His winning research revolved around an important question: if a group of embryos coming from the same patient has some normally-developing embryos and some slowly-developing embryos, will the normally-developing embryos in that group have higher rates of aneuploidy compared to another group of embryos where all the embryos are normally-developing?

Dr. Hanson wanted to see if slowly-developing embryos, which previous research has shown have higher aneuploidy rates than normally-developing embryos, affected the other normally-developing embryos within their group.

“We wanted to check if the entire group was worse off if one or more of the embryos developed slowly,” he said.

Dr. Hanson’s research found the answer to be ‘no’ – both groups had similar rates of aneuploidy, or where embryos are deemed abnormal and not transferred because they are chromosomally-imbalanced.

“We found the normally-developing embryos in both groups to be of equal quality,” Dr. Hanson said, “meaning their rates of euploidy, or when embryos are considered chromosomally-balanced and normal, were equivalent.”

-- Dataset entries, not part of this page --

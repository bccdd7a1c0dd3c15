use async_trait::async_trait;
use chrono::{DateTime, Duration, Utc};
use std::collections::HashMap;
use std::sync::Arc;
use std::time::Instant;
use tokio::sync::mpsc;
use tokio::task::JoinHandle;
use tokio::time::{self, MissedTickBehavior};
use tracing::{error, info, warn};

use super::job::JobRecord;
use super::JobQueue;
use crate::shared::error::AppError;

/// Обработчик задач одного типа (по имени задачи)
#[async_trait]
pub trait JobProcessor: Send + Sync {
    fn job_name(&self) -> &'static str;

    /// Выполняет задачу; результат сохраняется как return value
    async fn process(&self, job: &JobRecord, ctx: &JobContext)
        -> Result<serde_json::Value, AppError>;
}

/// Получатель отчетов о прогрессе (0..=100)
#[async_trait]
pub trait ProgressSink: Send + Sync {
    async fn report(&self, percent: u8);
}

/// Контекст выполнения: часы задачи и отчет о прогрессе.
///
/// Отчеты уходят в отдельную задачу записи и не ждут хранилища.
pub struct JobContext {
    progress: mpsc::UnboundedSender<(u8, DateTime<Utc>)>,
    started_at: DateTime<Utc>,
    started: Instant,
}

impl JobContext {
    /// Контекст и задача записи прогресса, которая пишет отчеты по порядку
    fn start(
        queue: Arc<dyn JobQueue>,
        job_id: String,
        token: String,
        started_at: DateTime<Utc>,
    ) -> (Self, JoinHandle<()>) {
        let (tx, mut rx) = mpsc::unbounded_channel::<(u8, DateTime<Utc>)>();
        let writer = tokio::spawn(async move {
            while let Some((percent, at)) = rx.recv().await {
                tracing::debug!("Job {} progress {}%", job_id, percent);
                if let Err(e) = queue.report_progress(&job_id, &token, percent, at).await {
                    warn!("Failed to record progress {}% for job {}: {}", percent, job_id, e);
                }
            }
        });
        let ctx = Self {
            progress: tx,
            started_at,
            started: Instant::now(),
        };
        (ctx, writer)
    }

    /// Время на часах воркера: момент захвата плюс прошедшее время
    pub fn now(&self) -> DateTime<Utc> {
        self.started_at + Duration::from_std(self.started.elapsed()).unwrap_or_else(|_| Duration::zero())
    }

    /// Ставит отчет в очередь записи; ошибка записи не прерывает задачу
    pub fn report_progress(&self, percent: u8) {
        if self.progress.send((percent, self.now())).is_err() {
            warn!("Progress writer is gone, dropping {}% report", percent);
        }
    }
}

#[async_trait]
impl ProgressSink for JobContext {
    async fn report(&self, percent: u8) {
        self.report_progress(percent);
    }
}

/// Фоновый воркер очереди. Обрабатывает задачи строго по одной.
pub struct QueueWorker {
    queue: Arc<dyn JobQueue>,
    processors: HashMap<String, Arc<dyn JobProcessor>>,
    poll_interval: std::time::Duration,
}

impl QueueWorker {
    pub fn new(queue: Arc<dyn JobQueue>, poll_interval: std::time::Duration) -> Self {
        Self {
            queue,
            processors: HashMap::new(),
            poll_interval,
        }
    }

    /// Регистрирует обработчик по имени задачи.
    pub fn register(&mut self, processor: Arc<dyn JobProcessor>) {
        self.processors
            .insert(processor.job_name().to_string(), processor);
    }

    /// Запускает цикл опроса очереди.
    pub async fn run_loop(&self) {
        info!(
            "Queue worker for '{}' started with poll interval {:?}",
            self.queue.queue_name(),
            self.poll_interval
        );
        let mut interval = time::interval(self.poll_interval);
        interval.set_missed_tick_behavior(MissedTickBehavior::Skip);

        loop {
            interval.tick().await;
            if let Err(e) = self.process_next(Utc::now()).await {
                error!("Error processing queue '{}': {}", self.queue.queue_name(), e);
            }
        }
    }

    /// Один такт: восстановить зависшие, удалить устаревшие, выполнить следующую.
    ///
    /// Возвращает итоговую запись задачи, если задача была выполнена.
    pub async fn process_next(&self, now: DateTime<Utc>) -> Result<Option<JobRecord>, AppError> {
        // Сбой обслуживания не мешает взять следующую задачу
        match self.queue.recover_stalled(now).await {
            Ok(recovered) => {
                for job in recovered {
                    warn!("Job {} stalled and was moved to {}", job.id, job.state);
                }
            }
            Err(e) => warn!("Stalled job recovery failed: {}", e),
        }
        match self.queue.purge_expired(now).await {
            Ok(0) => {}
            Ok(purged) => info!("Removed {} expired completed jobs", purged),
            Err(e) => warn!("Purging expired jobs failed: {}", e),
        }

        let Some(job) = self.queue.claim_next(now).await? else {
            return Ok(None);
        };
        let token = job.lock_token.clone().ok_or_else(|| {
            AppError::Unknown(format!("claimed job {} has no lock token", job.id))
        })?;
        let (ctx, writer) =
            JobContext::start(Arc::clone(&self.queue), job.id.clone(), token.clone(), now);

        info!(
            "Processing job {} ({}), attempt {} of {}",
            job.id,
            job.name,
            job.attempts_made + 1,
            job.options.attempts
        );

        let outcome = match self.processors.get(&job.name) {
            Some(processor) => processor.process(&job, &ctx).await,
            None => Err(AppError::Configuration(format!(
                "No processor registered for job '{}'",
                job.name
            ))),
        };

        // Все отчеты о прогрессе записаны до финального перехода
        let finished_at = ctx.now();
        drop(ctx);
        if let Err(e) = writer.await {
            warn!("Progress writer for job {} stopped abnormally: {}", job.id, e);
        }

        let finished = match outcome {
            Ok(result) => {
                let record = self.queue.complete(&job.id, &token, result, finished_at).await?;
                info!("Job {} completed", record.id);
                record
            }
            Err(e) => {
                let record = self
                    .queue
                    .fail(&job.id, &token, &e.to_string(), e.is_retryable(), finished_at)
                    .await?;
                match record.delay_until {
                    Some(retry_at) => warn!(
                        "Job {} failed (attempt {}), retrying at {}: {}",
                        record.id, record.attempts_made, retry_at, e
                    ),
                    None => error!(
                        "Job {} failed permanently after {} attempts: {}",
                        record.id, record.attempts_made, e
                    ),
                }
                record
            }
        };
        Ok(Some(finished))
    }
}

#[cfg(test)]
mod tests {
    use super::*;
    use crate::system::queue::contract_tests::{import_options, now_ms};
    use crate::system::queue::{InMemoryJobQueue, JobState};
    use std::sync::atomic::{AtomicU32, Ordering};

    /// Падает заданное число раз, затем успешно завершается
    struct FlakyProcessor {
        failures: u32,
        calls: AtomicU32,
        error: AppError,
    }

    #[async_trait]
    impl JobProcessor for FlakyProcessor {
        fn job_name(&self) -> &'static str {
            "import-products"
        }

        async fn process(
            &self,
            _job: &JobRecord,
            ctx: &JobContext,
        ) -> Result<serde_json::Value, AppError> {
            let call = self.calls.fetch_add(1, Ordering::SeqCst);
            ctx.report_progress(50);
            if call < self.failures {
                return Err(self.error.clone());
            }
            Ok(serde_json::json!({"call": call}))
        }
    }

    fn setup(failures: u32, error: AppError) -> (Arc<InMemoryJobQueue>, QueueWorker) {
        let queue = Arc::new(InMemoryJobQueue::new("product-import", Duration::seconds(30)));
        let mut worker = QueueWorker::new(queue.clone(), std::time::Duration::from_millis(10));
        worker.register(Arc::new(FlakyProcessor {
            failures,
            calls: AtomicU32::new(0),
            error,
        }));
        (queue, worker)
    }

    async fn enqueue(queue: &InMemoryJobQueue, name: &str, now: DateTime<Utc>) -> JobRecord {
        queue
            .enqueue(name, serde_json::json!({}), import_options(), now)
            .await
            .unwrap()
    }

    #[tokio::test]
    async fn test_idle_tick_returns_none() {
        let (_, worker) = setup(0, AppError::Unknown("x".into()));
        assert!(worker.process_next(Utc::now()).await.unwrap().is_none());
    }

    #[tokio::test]
    async fn test_retries_until_success() {
        let (queue, worker) = setup(1, AppError::ExternalFetch("timeout".into()));
        let t0 = now_ms();
        let job = enqueue(&queue, "import-products", t0).await;

        let first = worker.process_next(t0).await.unwrap().unwrap();
        assert_eq!(first.state, JobState::Delayed);
        assert_eq!(first.failed_reason.as_deref(), Some("External fetch error: timeout"));

        // Еще идет задержка
        assert!(worker.process_next(t0).await.unwrap().is_none());

        let second = worker
            .process_next(t0 + Duration::seconds(2))
            .await
            .unwrap()
            .unwrap();
        assert_eq!(second.id, job.id);
        assert_eq!(second.state, JobState::Completed);
        assert_eq!(second.attempts_made, 2);
        assert_eq!(second.return_value, Some(serde_json::json!({"call": 1})));
    }

    #[tokio::test]
    async fn test_non_retryable_error_fails_at_once() {
        let (queue, worker) = setup(5, AppError::Configuration("missing url".into()));
        enqueue(&queue, "import-products", now_ms()).await;

        let record = worker.process_next(now_ms()).await.unwrap().unwrap();
        assert_eq!(record.state, JobState::Failed);
        assert_eq!(record.attempts_made, 1);
    }

    #[tokio::test]
    async fn test_unknown_job_name_fails() {
        let (queue, worker) = setup(0, AppError::Unknown("x".into()));
        enqueue(&queue, "reindex", now_ms()).await;

        let record = worker.process_next(now_ms()).await.unwrap().unwrap();
        assert_eq!(record.state, JobState::Failed);
        assert!(record
            .failed_reason
            .unwrap()
            .contains("No processor registered for job 'reindex'"));
    }

    /// Сообщает прогресс и ждет, пока запись дойдет до очереди
    struct ObservingProcessor {
        queue: Arc<InMemoryJobQueue>,
    }

    #[async_trait]
    impl JobProcessor for ObservingProcessor {
        fn job_name(&self) -> &'static str {
            "import-products"
        }

        async fn process(
            &self,
            job: &JobRecord,
            ctx: &JobContext,
        ) -> Result<serde_json::Value, AppError> {
            for percent in [10, 20, 30] {
                ctx.report_progress(percent);
            }
            for _ in 0..200 {
                let stored = self.queue.get_job(&job.id).await?.map(|j| j.progress);
                if stored == Some(30) {
                    return Ok(serde_json::json!({"seen": 30}));
                }
                time::sleep(std::time::Duration::from_millis(5)).await;
            }
            Err(AppError::Unknown("progress never reached the queue".into()))
        }
    }

    #[tokio::test]
    async fn test_progress_is_written_in_background() {
        let queue = Arc::new(InMemoryJobQueue::new("product-import", Duration::seconds(30)));
        let mut worker = QueueWorker::new(queue.clone(), std::time::Duration::from_millis(10));
        worker.register(Arc::new(ObservingProcessor {
            queue: queue.clone(),
        }));
        enqueue(&queue, "import-products", now_ms()).await;

        let record = worker.process_next(now_ms()).await.unwrap().unwrap();
        assert_eq!(record.state, JobState::Completed);
        assert_eq!(record.return_value, Some(serde_json::json!({"seen": 30})));
        assert_eq!(record.progress, 100);
    }
}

“This reaffirmed to us that embryos with normal development result in normal embryos most of the time, regardless if any other embryo in their group developed more slowly.”

To get to this conclusion, Dr. Hanson used a model to study euploidy and aneuploidy rates of embryos created at RMA between January 2017 and March 2019. The data was split into two groups based on the pattern of development within each cohort (the number of embryos made from one cycle with one patient).

Group 1 consisted of embryos that reached the blastocyst stage of development on day 5 or 6, considered normal, and day 7, considered slow. Group 2 consisted of embryos that reached the blastocyst stage only on day 5 or 6. The resulting data showed the euploid rate in the day 5 and 6 blasts in Group 1 was 56%, while the euploid rate in the day 5 and 6 blasts in Group 2 was 58.1%.

“That’s not a statistically significant difference,” Dr. Hanson said. “It showed that each embryo’s risk for aneuploidy appears to be independent of the other embryos made in the same cycle.”

The data did, however, add further evidence to existing knowledge that day 7 blasts tend to have lower rates of euploidy than day 5 or 6 blasts. Dr. Hanson’s research found the rate of euploidy in the day 7 blasts in Group 1 was only 40.6% – more than 15% lower than day 5 and 6 blasts in both groups.

So how common are day 7 blasts?

“They affect about 20% of the patient population,” Dr. Hanson said, “so it’s something that definitely interests us.”

“Our research helps us understand this population a little better, and is ultimately good news for patients with day 7 blasts in their cohort – they don’t have to worry about a domino effect.”

Dr. Hanson’s next research project will focus on male infertility, and by December, he’ll be moving into the next stage of his fellowship: learning the ins and outs of the embryology and andrology laboratories.

So far so good for this young doctor.

“It’s been a great first year here at RMA, with many opportunities for growth, research and patient connection,” he said. “I can’t wait to see what the next two years have in store.”